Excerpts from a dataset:
* * * *

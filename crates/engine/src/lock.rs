//! Locks keyed by entity id
//!
//! Per-key mutual exclusion without cross-key contention: each key gets its
//! own mutex, stored in a `DashMap` so lock acquisition on disjoint keys
//! never serializes. Used for per-target-item merge exclusion and per-run
//! statistics serialization.
//!
//! Entries are retained after release; the table is bounded by the set of
//! keys ever locked, which for this engine is the set of touched items and
//! runs.

use dashmap::DashMap;
use parking_lot::lock_api::ArcMutexGuard;
use parking_lot::{Mutex, RawMutex};
use std::hash::Hash;
use std::sync::Arc;

/// Guard for a held keyed lock
///
/// The lock is released when the guard is dropped.
#[must_use = "the lock is released as soon as the guard is dropped"]
pub struct KeyedGuard {
    _guard: ArcMutexGuard<RawMutex, ()>,
}

/// A table of mutexes keyed by entity id
#[derive(Debug, Default)]
pub struct KeyedLock<K: Eq + Hash> {
    locks: DashMap<K, Arc<Mutex<()>>>,
}

impl<K: Eq + Hash> KeyedLock<K> {
    /// Create a new empty lock table
    pub fn new() -> Self {
        Self {
            locks: DashMap::new(),
        }
    }

    /// Acquire the lock for a key, blocking until it is free
    ///
    /// Two callers locking the same key are serialized; callers locking
    /// different keys proceed independently.
    pub fn lock(&self, key: K) -> KeyedGuard {
        // Clone the Arc out of the map entry before locking, so the shard
        // lock inside DashMap is not held while we block on the mutex.
        let mutex = self
            .locks
            .entry(key)
            .or_insert_with(|| Arc::new(Mutex::new(())))
            .clone();
        KeyedGuard {
            _guard: mutex.lock_arc(),
        }
    }
}

#[cfg(test)]
mod tests {
    use super::*;
    use std::sync::atomic::{AtomicU64, Ordering};
    use std::thread;

    #[test]
    fn test_same_key_serializes() {
        let locks = Arc::new(KeyedLock::new());
        let counter = Arc::new(AtomicU64::new(0));

        let handles: Vec<_> = (0..8)
            .map(|_| {
                let locks = locks.clone();
                let counter = counter.clone();
                thread::spawn(move || {
                    for _ in 0..100 {
                        let _guard = locks.lock("target");
                        // Non-atomic read-modify-write; correct only if the
                        // keyed lock actually serializes.
                        let seen = counter.load(Ordering::SeqCst);
                        counter.store(seen + 1, Ordering::SeqCst);
                    }
                })
            })
            .collect();
        for h in handles {
            h.join().unwrap();
        }
        assert_eq!(counter.load(Ordering::SeqCst), 800);
    }

    #[test]
    fn test_disjoint_keys_do_not_block() {
        let locks = KeyedLock::new();
        let _a = locks.lock(1u64);
        // Would deadlock here if key 2 shared key 1's mutex.
        let _b = locks.lock(2u64);
    }
}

* * * *

• _Work instructions_
Identify the lines above that contain the word "entry", then copy them.

• _Completed exercise_
        // Clone the Arc out of the map entry before locking, so the shard
            .entry(key)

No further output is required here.